Provided data Block Start

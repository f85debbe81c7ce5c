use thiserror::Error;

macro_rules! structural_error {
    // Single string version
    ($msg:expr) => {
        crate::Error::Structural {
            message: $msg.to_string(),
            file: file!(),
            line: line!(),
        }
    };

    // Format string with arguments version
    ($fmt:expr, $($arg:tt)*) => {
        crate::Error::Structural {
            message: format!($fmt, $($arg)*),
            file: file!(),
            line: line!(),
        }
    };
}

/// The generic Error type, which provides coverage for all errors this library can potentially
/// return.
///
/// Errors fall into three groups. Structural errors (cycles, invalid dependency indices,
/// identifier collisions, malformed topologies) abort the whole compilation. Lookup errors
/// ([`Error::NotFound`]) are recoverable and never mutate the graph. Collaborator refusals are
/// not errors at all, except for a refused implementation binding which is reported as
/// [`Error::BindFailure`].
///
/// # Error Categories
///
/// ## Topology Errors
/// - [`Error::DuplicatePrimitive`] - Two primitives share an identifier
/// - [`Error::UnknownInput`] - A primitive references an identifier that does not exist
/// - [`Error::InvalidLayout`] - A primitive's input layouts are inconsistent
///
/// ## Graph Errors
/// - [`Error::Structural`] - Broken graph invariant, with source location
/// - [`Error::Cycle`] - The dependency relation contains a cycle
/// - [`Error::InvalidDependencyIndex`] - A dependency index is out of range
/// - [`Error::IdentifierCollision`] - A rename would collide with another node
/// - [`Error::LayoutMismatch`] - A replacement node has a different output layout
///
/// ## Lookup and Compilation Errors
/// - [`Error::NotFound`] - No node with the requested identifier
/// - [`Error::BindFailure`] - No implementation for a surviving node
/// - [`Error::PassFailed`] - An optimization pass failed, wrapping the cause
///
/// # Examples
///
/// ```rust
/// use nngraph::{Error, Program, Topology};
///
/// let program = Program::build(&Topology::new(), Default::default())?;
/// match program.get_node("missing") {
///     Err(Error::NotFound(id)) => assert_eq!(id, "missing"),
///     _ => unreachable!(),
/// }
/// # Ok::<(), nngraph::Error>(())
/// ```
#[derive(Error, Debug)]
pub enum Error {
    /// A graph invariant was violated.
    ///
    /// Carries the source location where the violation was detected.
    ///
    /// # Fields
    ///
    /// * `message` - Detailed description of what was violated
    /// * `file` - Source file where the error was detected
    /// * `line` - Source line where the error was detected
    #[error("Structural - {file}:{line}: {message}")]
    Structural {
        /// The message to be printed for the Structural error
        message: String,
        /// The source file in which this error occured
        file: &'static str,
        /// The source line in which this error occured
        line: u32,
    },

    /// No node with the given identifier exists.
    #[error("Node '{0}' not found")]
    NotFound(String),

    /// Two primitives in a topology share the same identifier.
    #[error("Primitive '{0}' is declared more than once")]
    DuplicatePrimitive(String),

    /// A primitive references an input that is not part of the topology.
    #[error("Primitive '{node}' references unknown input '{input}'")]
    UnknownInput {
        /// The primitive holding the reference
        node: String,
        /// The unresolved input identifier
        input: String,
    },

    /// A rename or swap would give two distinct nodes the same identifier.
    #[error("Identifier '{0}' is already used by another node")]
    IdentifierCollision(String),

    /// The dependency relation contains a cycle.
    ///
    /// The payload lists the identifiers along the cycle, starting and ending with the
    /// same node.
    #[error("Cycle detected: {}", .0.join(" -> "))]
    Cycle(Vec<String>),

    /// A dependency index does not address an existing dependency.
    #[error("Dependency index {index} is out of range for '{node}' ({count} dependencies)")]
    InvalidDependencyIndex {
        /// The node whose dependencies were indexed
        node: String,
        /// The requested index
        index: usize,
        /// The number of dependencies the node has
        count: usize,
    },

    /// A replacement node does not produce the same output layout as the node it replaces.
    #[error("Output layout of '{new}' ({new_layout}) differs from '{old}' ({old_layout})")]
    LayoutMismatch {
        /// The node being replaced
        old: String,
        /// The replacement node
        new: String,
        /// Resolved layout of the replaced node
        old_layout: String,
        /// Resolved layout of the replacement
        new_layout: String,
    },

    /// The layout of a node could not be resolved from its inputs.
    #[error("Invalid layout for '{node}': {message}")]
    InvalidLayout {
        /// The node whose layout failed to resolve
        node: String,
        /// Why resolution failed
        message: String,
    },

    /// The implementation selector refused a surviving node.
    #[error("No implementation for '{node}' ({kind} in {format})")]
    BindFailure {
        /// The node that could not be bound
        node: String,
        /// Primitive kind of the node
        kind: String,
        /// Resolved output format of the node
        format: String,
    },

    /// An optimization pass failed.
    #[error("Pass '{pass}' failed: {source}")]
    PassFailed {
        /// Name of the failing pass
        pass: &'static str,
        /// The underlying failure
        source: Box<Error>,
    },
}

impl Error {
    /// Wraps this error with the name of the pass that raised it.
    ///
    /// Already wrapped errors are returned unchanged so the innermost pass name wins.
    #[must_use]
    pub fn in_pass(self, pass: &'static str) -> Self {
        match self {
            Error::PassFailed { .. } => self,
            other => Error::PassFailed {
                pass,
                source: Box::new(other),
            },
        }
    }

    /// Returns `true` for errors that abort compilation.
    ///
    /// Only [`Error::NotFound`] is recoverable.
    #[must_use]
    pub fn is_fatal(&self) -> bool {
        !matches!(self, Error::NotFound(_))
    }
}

Provided data Block End
Provided data Block Start

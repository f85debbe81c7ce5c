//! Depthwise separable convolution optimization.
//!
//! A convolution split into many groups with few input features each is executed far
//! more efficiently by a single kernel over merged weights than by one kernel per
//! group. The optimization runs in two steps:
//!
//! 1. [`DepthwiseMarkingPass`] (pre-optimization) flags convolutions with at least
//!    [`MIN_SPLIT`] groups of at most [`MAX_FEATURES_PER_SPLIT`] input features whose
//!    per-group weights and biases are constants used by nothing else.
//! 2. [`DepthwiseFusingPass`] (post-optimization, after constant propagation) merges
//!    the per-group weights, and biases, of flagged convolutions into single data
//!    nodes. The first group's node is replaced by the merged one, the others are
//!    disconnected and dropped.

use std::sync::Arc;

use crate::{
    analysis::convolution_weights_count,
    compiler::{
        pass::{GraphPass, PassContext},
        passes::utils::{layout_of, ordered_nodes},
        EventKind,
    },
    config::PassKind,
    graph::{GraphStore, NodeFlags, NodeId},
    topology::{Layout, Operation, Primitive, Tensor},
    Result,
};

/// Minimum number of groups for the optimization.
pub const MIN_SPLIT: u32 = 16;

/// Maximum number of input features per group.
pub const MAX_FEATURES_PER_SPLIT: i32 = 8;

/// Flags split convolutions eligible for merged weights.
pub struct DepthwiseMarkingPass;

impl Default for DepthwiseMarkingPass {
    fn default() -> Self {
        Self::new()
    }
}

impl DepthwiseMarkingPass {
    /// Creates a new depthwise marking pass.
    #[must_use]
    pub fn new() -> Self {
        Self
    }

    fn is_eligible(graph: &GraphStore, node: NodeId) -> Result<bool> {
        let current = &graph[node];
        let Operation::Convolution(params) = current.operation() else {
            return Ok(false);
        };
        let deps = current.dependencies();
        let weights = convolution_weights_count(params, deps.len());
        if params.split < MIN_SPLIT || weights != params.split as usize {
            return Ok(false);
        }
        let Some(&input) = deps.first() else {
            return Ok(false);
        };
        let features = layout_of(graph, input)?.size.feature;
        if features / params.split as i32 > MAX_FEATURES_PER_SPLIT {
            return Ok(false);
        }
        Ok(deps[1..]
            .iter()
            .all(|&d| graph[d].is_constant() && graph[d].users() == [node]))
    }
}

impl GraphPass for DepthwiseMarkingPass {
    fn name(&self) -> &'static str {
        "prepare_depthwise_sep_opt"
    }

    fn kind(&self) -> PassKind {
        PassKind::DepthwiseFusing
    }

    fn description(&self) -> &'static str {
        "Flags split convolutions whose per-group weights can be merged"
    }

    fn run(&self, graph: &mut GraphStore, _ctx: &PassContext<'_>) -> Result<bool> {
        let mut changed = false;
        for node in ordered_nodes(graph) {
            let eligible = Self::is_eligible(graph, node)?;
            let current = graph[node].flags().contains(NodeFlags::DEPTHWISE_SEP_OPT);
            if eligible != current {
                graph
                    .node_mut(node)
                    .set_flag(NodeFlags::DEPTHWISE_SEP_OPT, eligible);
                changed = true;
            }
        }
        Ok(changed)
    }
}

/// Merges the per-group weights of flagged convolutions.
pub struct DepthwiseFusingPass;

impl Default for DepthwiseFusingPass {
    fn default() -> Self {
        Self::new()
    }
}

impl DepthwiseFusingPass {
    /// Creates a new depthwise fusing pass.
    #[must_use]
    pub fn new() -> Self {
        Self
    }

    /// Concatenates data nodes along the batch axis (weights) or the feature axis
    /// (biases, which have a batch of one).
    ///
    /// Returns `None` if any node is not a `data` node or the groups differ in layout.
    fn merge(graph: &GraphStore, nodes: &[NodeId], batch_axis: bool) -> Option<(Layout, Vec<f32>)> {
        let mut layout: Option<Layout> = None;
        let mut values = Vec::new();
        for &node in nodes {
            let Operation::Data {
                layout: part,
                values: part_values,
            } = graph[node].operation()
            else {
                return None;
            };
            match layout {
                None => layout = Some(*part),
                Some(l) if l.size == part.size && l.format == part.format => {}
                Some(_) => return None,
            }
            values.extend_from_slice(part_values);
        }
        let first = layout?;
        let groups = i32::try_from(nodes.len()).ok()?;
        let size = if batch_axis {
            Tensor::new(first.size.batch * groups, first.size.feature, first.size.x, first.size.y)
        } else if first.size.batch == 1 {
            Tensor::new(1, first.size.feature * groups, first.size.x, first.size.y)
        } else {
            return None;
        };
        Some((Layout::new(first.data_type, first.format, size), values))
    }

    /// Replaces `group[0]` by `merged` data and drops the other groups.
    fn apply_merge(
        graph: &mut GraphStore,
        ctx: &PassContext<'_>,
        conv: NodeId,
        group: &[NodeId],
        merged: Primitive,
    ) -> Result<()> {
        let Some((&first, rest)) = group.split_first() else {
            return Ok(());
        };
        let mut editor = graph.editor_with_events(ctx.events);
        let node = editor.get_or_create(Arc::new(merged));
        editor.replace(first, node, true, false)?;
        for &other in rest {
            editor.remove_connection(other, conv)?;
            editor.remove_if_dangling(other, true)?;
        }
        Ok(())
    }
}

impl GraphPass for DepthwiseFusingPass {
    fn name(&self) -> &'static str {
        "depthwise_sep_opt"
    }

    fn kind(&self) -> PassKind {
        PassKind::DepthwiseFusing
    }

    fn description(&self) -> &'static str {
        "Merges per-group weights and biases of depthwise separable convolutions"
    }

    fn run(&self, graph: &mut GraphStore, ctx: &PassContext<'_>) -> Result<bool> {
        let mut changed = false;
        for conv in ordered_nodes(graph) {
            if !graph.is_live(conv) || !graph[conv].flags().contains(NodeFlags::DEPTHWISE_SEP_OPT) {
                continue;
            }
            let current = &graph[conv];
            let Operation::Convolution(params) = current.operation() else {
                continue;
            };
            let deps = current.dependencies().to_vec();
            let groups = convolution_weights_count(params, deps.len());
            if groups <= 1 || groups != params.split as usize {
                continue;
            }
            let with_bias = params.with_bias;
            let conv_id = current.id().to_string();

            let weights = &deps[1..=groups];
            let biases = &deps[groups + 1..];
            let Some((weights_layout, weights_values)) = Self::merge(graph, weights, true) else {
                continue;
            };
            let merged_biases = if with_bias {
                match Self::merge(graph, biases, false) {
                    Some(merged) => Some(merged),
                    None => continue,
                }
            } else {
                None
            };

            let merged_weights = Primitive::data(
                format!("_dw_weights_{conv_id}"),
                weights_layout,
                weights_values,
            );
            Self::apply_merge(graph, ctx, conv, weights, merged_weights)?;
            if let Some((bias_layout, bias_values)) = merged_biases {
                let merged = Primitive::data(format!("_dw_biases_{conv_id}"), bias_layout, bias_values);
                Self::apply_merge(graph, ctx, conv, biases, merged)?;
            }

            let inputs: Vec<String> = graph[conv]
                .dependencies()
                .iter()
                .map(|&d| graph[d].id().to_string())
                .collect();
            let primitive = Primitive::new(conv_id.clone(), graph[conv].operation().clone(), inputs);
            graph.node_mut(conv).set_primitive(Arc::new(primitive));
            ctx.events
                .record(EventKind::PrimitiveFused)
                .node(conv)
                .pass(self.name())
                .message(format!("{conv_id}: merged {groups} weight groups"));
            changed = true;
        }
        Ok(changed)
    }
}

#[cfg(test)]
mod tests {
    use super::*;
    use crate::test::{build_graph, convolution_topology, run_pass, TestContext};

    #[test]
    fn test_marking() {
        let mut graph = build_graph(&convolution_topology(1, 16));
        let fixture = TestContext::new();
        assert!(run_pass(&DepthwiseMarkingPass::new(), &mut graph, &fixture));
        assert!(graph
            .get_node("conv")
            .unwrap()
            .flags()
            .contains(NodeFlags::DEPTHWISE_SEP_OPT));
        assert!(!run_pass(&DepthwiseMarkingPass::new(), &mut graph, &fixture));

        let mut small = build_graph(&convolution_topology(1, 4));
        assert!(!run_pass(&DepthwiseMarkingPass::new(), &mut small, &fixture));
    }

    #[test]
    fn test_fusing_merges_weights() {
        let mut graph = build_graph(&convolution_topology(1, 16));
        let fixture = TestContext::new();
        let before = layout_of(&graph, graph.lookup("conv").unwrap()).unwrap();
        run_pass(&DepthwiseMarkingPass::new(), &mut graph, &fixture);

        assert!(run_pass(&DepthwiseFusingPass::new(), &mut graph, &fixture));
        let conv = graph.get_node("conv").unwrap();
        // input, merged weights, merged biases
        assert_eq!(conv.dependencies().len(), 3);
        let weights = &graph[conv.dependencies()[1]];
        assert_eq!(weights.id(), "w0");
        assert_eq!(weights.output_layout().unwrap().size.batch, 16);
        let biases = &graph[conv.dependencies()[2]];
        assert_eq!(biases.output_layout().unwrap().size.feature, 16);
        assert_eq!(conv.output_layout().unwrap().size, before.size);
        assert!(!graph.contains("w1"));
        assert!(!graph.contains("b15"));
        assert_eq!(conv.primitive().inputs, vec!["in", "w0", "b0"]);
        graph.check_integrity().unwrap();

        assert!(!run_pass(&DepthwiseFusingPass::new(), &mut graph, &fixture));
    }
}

Provided data Block End

◆ What the exercise asks: Only the lines containing "location" are needed; copy each of them from the data.

◆ Answer to this exercise:
/// - [`Error::Structural`] - Broken graph invariant, with source location
    /// Carries the source location where the violation was detected.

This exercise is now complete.